私自身、TIにいたころに2年半くらいアメリカで働いていたときが(お客さんとのやりとりで)最も勉強になった。エルピーダに入ってからもアップルの技術者と議論をすると「もっと消費電力が少なくないとだめだ」とか、「同じ操作を100万回行っても不良が出ないように」とか言ってくる。最初はどうしてそんなことを言うのかがわからなかった。

最も衝撃的だったのは、当時、アップルから「最初からコストなんか計算しない。世の中のためになるものを作れば数が増える。数が増えればコストは下がる」と言われたこと。少なくともジョブズの時代はそうしたやり方だった。そういったことに触れる経験はとても重要だった。

――中国の企業で仕事をするのは、何かの義理があるからですか?

義理なんてない。そんなにお世話になっているわけでもない。では、どういうことを考えているかというと、今みたいに世界のメモリ市場をサムスン電子とSKハイニックスとマイクロンが牛耳っているという状況はまずいということだ。

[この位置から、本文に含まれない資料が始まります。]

// ============ Spreadsheet ============

#[tokio::test]
async fn test_sheets_appends_new_lead() {
    let mock_server = MockServer::start().await;

    Mock::given(method("GET"))
        .and(path("/v4/spreadsheets/sheet-123/values/Leads!A:A"))
        .and(bearer_token("sheets-token"))
        .respond_with(ResponseTemplate::new(200).set_body_json(json!({
            "range": "Leads!A1:A2",
            "values": [["Lead ID"], ["lead_other"]]
        })))
        .expect(1)
        .mount(&mock_server)
        .await;

    Mock::given(method("POST"))
        .and(path("/v4/spreadsheets/sheet-123/values/Leads!A1:append"))
        .and(query_param("valueInputOption", "RAW"))
        .and(query_param("insertDataOption", "INSERT_ROWS"))
        .and(body_partial_json(json!({
            "values": [["lead_1718000000000_a1b2c3d4"]]
        })))
        .respond_with(ResponseTemplate::new(200).set_body_json(json!({
            "updates": { "updatedRange": "Leads!A3:U3" }
        })))
        .expect(1)
        .mount(&mock_server)
        .await;

    let client = SheetsClient::new(&sheets_config(mock_server.uri())).unwrap();
    let receipt = client
        .deliver(&test_lead(SubmissionType::Partial))
        .await
        .unwrap();
    assert_eq!(receipt.reference.as_deref(), Some("Leads!A3:U3"));
}

#[tokio::test]
async fn test_sheets_updates_existing_row() {
    let mock_server = MockServer::start().await;

    Mock::given(method("GET"))
        .and(path("/v4/spreadsheets/sheet-123/values/Leads!A:A"))
        .respond_with(ResponseTemplate::new(200).set_body_json(json!({
            "values": [["Lead ID"], ["lead_other"], ["lead_1718000000000_a1b2c3d4"]]
        })))
        .mount(&mock_server)
        .await;

    Mock::given(method("PUT"))
        .and(path("/v4/spreadsheets/sheet-123/values/Leads!A3"))
        .and(query_param("valueInputOption", "RAW"))
        .respond_with(ResponseTemplate::new(200).set_body_json(json!({})))
        .expect(1)
        .mount(&mock_server)
        .await;

    Mock::given(method("POST"))
        .respond_with(ResponseTemplate::new(200))
        .expect(0)
        .mount(&mock_server)
        .await;

    let client = SheetsClient::new(&sheets_config(mock_server.uri())).unwrap();
    let receipt = client
        .deliver(&test_lead(SubmissionType::Complete))
        .await
        .unwrap();
    assert_eq!(receipt.reference.as_deref(), Some("Leads!A3"));
}

#[tokio::test]
async fn test_sheets_empty_sheet_appends() {
    let mock_server = MockServer::start().await;

    Mock::given(method("GET"))
        .respond_with(ResponseTemplate::new(200).set_body_json(json!({ "range": "Leads!A1:A1" })))
        .mount(&mock_server)
        .await;

    Mock::given(method("POST"))
        .respond_with(ResponseTemplate::new(200).set_body_json(json!({})))
        .expect(1)
        .mount(&mock_server)
        .await;

    let client = SheetsClient::new(&sheets_config(mock_server.uri())).unwrap();
    let receipt = client
        .deliver(&test_lead(SubmissionType::Partial))
        .await
        .unwrap();
    assert!(receipt.reference.is_none());
}

#[tokio::test]
async fn test_sheets_formula_text_is_stored_verbatim() {
    let mock_server = MockServer::start().await;

    Mock::given(method("GET"))
        .respond_with(ResponseTemplate::new(200).set_body_json(json!({ "range": "Leads!A1:A1" })))
        .mount(&mock_server)
        .await;

    Mock::given(method("POST"))
        .and(query_param("valueInputOption", "RAW"))
        .respond_with(ResponseTemplate::new(200).set_body_json(json!({})))
        .expect(1)
        .mount(&mock_server)
        .await;

    let mut lead = test_lead(SubmissionType::Complete);
    lead.first_name = Some("=HYPERLINK(\"http://evil.example\")".to_string());

    let client = SheetsClient::new(&sheets_config(mock_server.uri())).unwrap();
    client.deliver(&lead).await.unwrap();

    let requests = mock_server.received_requests().await.unwrap();
    let append = requests
        .iter()
        .find(|r| r.method.as_str() == "POST")
        .unwrap();
    let body: serde_json::Value = serde_json::from_slice(&append.body).unwrap();
    assert_eq!(body["values"][0][4], "=HYPERLINK(\"http://evil.example\")");
}

#[tokio::test]
async fn test_sheets_auth_failure() {
    let mock_server = MockServer::start().await;

    Mock::given(method("GET"))
        .respond_with(ResponseTemplate::new(401).set_body_string("token expired"))
        .mount(&mock_server)
        .await;

    let client = SheetsClient::new(&sheets_config(mock_server.uri())).unwrap();
    let err = client
        .deliver(&test_lead(SubmissionType::Partial))
        .await
        .unwrap_err();
    assert!(err.is_auth());
}

// ============ CRM ============

#[tokio::test]
async fn test_crm_creates_contact() {
    let mock_server = MockServer::start().await;

    Mock::given(method("POST"))
        .and(path("/contacts/"))
        .and(bearer_token("crm-key"))
        .and(header("Version", "2021-07-28"))
        .and(body_partial_json(json!({
            "firstName": "John",
            "lastName": "Doe",
            "email": "john@example.com",
            "phone": "+15125550100",
            "locationId": "loc-1",
            "tags": ["complete-lead", "condition-good", "timeline-asap", "price-400k-600k"]
        })))
        .respond_with(ResponseTemplate::new(201).set_body_json(json!({
            "contact": { "id": "c-1" }
        })))
        .expect(1)
        .mount(&mock_server)
        .await;

    let client = CrmClient::new(&crm_config(mock_server.uri(), None)).unwrap();
    let receipt = client
        .deliver(&test_lead(SubmissionType::Complete))
        .await
        .unwrap();
    assert_eq!(receipt.reference.as_deref(), Some("c-1"));
}

#[tokio::test]
async fn test_crm_partial_lead_gets_placeholder_name() {
    let mock_server = MockServer::start().await;

    Mock::given(method("POST"))
        .and(path("/contacts/"))
        .and(body_partial_json(json!({
            "firstName": "New001234",
            "lastName": "Lead001234",
            "tags": ["partial-lead"]
        })))
        .respond_with(ResponseTemplate::new(200).set_body_json(json!({ "id": "c-2" })))
        .expect(1)
        .mount(&mock_server)
        .await;

    let client = CrmClient::new(&crm_config(mock_server.uri(), None)).unwrap();
    let receipt = client
        .deliver(&test_lead(SubmissionType::Partial))
        .await
        .unwrap();
    assert_eq!(receipt.reference.as_deref(), Some("c-2"));

    let requests = mock_server.received_requests().await.unwrap();
    let body: serde_json::Value = serde_json::from_slice(&requests[0].body).unwrap();
    assert!(body.get("email").is_none());
}

#[tokio::test]
async fn test_crm_duplicate_falls_back_to_update() {
    let mock_server = MockServer::start().await;

    Mock::given(method("POST"))
        .and(path("/contacts/"))
        .respond_with(ResponseTemplate::new(400).set_body_json(json!({
            "message": "This location does not allow duplicated contacts.",
            "meta": { "contactId": "c-9" }
        })))
        .expect(1)
        .mount(&mock_server)
        .await;

    Mock::given(method("PUT"))
        .and(path("/contacts/c-9"))
        .and(body_partial_json(json!({ "firstName": "John" })))
        .respond_with(ResponseTemplate::new(200).set_body_json(json!({ "contact": { "id": "c-9" } })))
        .expect(1)
        .mount(&mock_server)
        .await;

    let client = CrmClient::new(&crm_config(mock_server.uri(), None)).unwrap();
    let receipt = client
        .deliver(&test_lead(SubmissionType::Complete))
        .await
        .unwrap();
    assert_eq!(receipt.reference.as_deref(), Some("c-9"));

    let requests = mock_server.received_requests().await.unwrap();
    let update: serde_json::Value = serde_json::from_slice(&requests[1].body).unwrap();
    assert!(update.get("locationId").is_none());
}

#[tokio::test]
async fn test_crm_conflict_without_id_is_terminal() {
    let mock_server = MockServer::start().await;

    Mock::given(method("POST"))
        .respond_with(ResponseTemplate::new(409).set_body_string("conflict"))
        .expect(1)
        .mount(&mock_server)
        .await;

    let crm = Arc::new(CrmClient::new(&crm_config(mock_server.uri(), None)).unwrap());
    let report = DeliveryOrchestrator::new()
        .with_crm(crm, fast_retry())
        .deliver(&test_lead(SubmissionType::Complete))
        .await;

    let outcome = report.outcome(Destination::Crm).unwrap();
    assert!(!outcome.success);
    assert_eq!(outcome.attempts, 1);
}

#[tokio::test]
async fn test_crm_api_key_header_auth() {
    let mock_server = MockServer::start().await;

    Mock::given(method("POST"))
        .and(path("/contacts/"))
        .and(header("X-API-Key", "crm-key"))
        .respond_with(ResponseTemplate::new(201).set_body_json(json!({ "contact": { "id": "c-3" } })))
        .expect(1)
        .mount(&mock_server)
        .await;

    let client = CrmClient::new(&crm_config(mock_server.uri(), Some("X-API-Key"))).unwrap();
    assert!(client
        .deliver(&test_lead(SubmissionType::Complete))
        .await
        .is_ok());
}

// ============ Orchestrator retry behaviour ============

#[tokio::test]
async fn test_crm_auth_failure_is_not_retried() {
    let mock_server = MockServer::start().await;

    Mock::given(method("POST"))
        .and(path("/contacts/"))
        .respond_with(ResponseTemplate::new(401).set_body_string("Invalid JWT"))
        .expect(1)
        .mount(&mock_server)
        .await;

    Mock::given(method("POST"))
        .and(path("/hook"))
        .respond_with(ResponseTemplate::new(200))
        .expect(1)
        .mount(&mock_server)
        .await;

    let crm = Arc::new(CrmClient::new(&crm_config(mock_server.uri(), None)).unwrap());
    let webhook = Arc::new(
        WebhookClient::new(&WebhookConfig {
            url: format!("{}/hook", mock_server.uri()),
            timeout: TIMEOUT,
        })
        .unwrap(),
    );

    let report = DeliveryOrchestrator::new()
        .with_webhook(webhook, fast_retry())
        .with_crm(crm, fast_retry())
        .deliver(&test_lead(SubmissionType::Complete))
        .await;

    assert!(report.any_succeeded());
    let crm_outcome = report.outcome(Destination::Crm).unwrap();
    assert_eq!(crm_outcome.attempts, 1);
    assert!(report.warning().unwrap().contains("crm (failed"));
}

#[tokio::test]
async fn test_webhook_recovers_after_transient_failures() {
    let mock_server = MockServer::start().await;

    Mock::given(method("POST"))
        .respond_with(ResponseTemplate::new(503))
        .up_to_n_times(2)
        .expect(2)
        .mount(&mock_server)
        .await;

    Mock::given(method("POST"))
        .respond_with(ResponseTemplate::new(200))
        .expect(1)
        .mount(&mock_server)
        .await;

    let webhook = Arc::new(
        WebhookClient::new(&WebhookConfig {
            url: mock_server.uri(),
            timeout: TIMEOUT,
        })
        .unwrap(),
    );

    let report = DeliveryOrchestrator::new()
        .with_webhook(webhook, fast_retry())
        .deliver(&test_lead(SubmissionType::Partial))
        .await;

    let outcome = report.outcome(Destination::Webhook).unwrap();
    assert!(outcome.success);
    assert_eq!(outcome.attempts, 3);
}

#[tokio::test]
async fn test_spreadsheet_is_attempted_once() {
    let mock_server = MockServer::start().await;

    Mock::given(method("GET"))
        .respond_with(ResponseTemplate::new(503))
        .expect(1)
        .mount(&mock_server)
        .await;

    let sheets = Arc::new(SheetsClient::new(&sheets_config(mock_server.uri())).unwrap());
    let report = DeliveryOrchestrator::new()
        .with_spreadsheet(sheets)
        .deliver(&test_lead(SubmissionType::Partial))
        .await;

    assert!(!report.any_succeeded());
    assert!(report.failure_summary().contains("spreadsheet: HTTP 503"));
}

// ============ Phone lookup ============

fn lookup_config(base_url: String) -> PhoneLookupConfig {
    PhoneLookupConfig {
        account_sid: "AC123".to_string(),
        auth_token: "secret".to_string(),
        base_url,
        timeout: TIMEOUT,
    }
}

#[tokio::test]
async fn test_phone_lookup_valid_number() {
    let mock_server = MockServer::start().await;

    Mock::given(method("GET"))
        .and(path("/v2/PhoneNumbers/+15125550100"))
        .and(query_param("Fields", "line_type_intelligence"))
        .and(basic_auth("AC123", "secret"))
        .respond_with(ResponseTemplate::new(200).set_body_json(json!({
            "valid": true,
            "phone_number": "+15125550100",
            "line_type_intelligence": { "type": "mobile", "carrier_name": "Verizon Wireless" }
        })))
        .expect(1)
        .mount(&mock_server)
        .await;

    let client = LookupApiClient::new(&lookup_config(mock_server.uri())).unwrap();
    let result = client.lookup("+15125550100").await.unwrap();
    assert!(result.is_valid);
    assert_eq!(result.line_type.as_deref(), Some("mobile"));
    assert_eq!(result.carrier.as_deref(), Some("Verizon Wireless"));
}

例えば極端なことを言うと4GBのDRAMはエルピーダが経営破綻した頃は1つ90セントだったが、一時期7ドルくらいまで値上がりした。今でもまだ1.5ドルくらいある。開発のスピードが遅くなっているし、価格の下がり方もすごく遅くなっている。

これは世界中の顧客にとって問題で、今後、IoT(モノのインターネット)化でどんどんメモリを使うわけでしょう。そうなったときにメモリが高くてはやっていけない。だから、どんどん価格が安くなって需要が増えていくようにならないとまずいと思う。

表立って「中国はいい」と誰も言わない

――米中関係が緊張する中、中国の半導体国産化に協力することにためらいはないのですか。

これまで言ってこなかったけれども、今は中国と日本の関係が非常によくない。ただ、ビジネスをやっている人たちは、誰と話しても「中国は非常にいいお客さんだ」と言う。それなのに、表立って「中国はいい」とは誰も言わない。それはおかしな話だ。

中国と日本の貿易量のほうが、アメリカと日本よりもはるかに大きい。アメリカは第2次世界大戦後の混乱期を救ってくれたということはあるが、日本が経済的に強くなってくると、警戒感を抱いたと思うが、自動車でも半導体でもひどい仕打ちを受けた。

私は日本と中国の間で協力できることがあったらそれをやってみたい。中国はそんなに日本をないがしろにしていることはないと思う。

――INCJ(旧、産業革新機構)が多額の資金を投じている昨今のジャパンディスプレイなどの例を見ていると、国が関与しても必ずしもうまくいくわけではありません。一方で中国では国からの支援が手厚いと聞きますが、そうした支援の是非はどう思いますか。

中国は何にでも国がお金を出すと皆さん感じているだろうけど、それは全然違う。中国は特化したところにお金を出している。それはアメリカも同じだと思う。

日本の場合は例えばエコカー減税などがあるが、実際には自動車メーカーに対する補助なのにそのようには言わない。税金をできるだけ企業には出したくはない、と。でも、実際にはけっこう使っている。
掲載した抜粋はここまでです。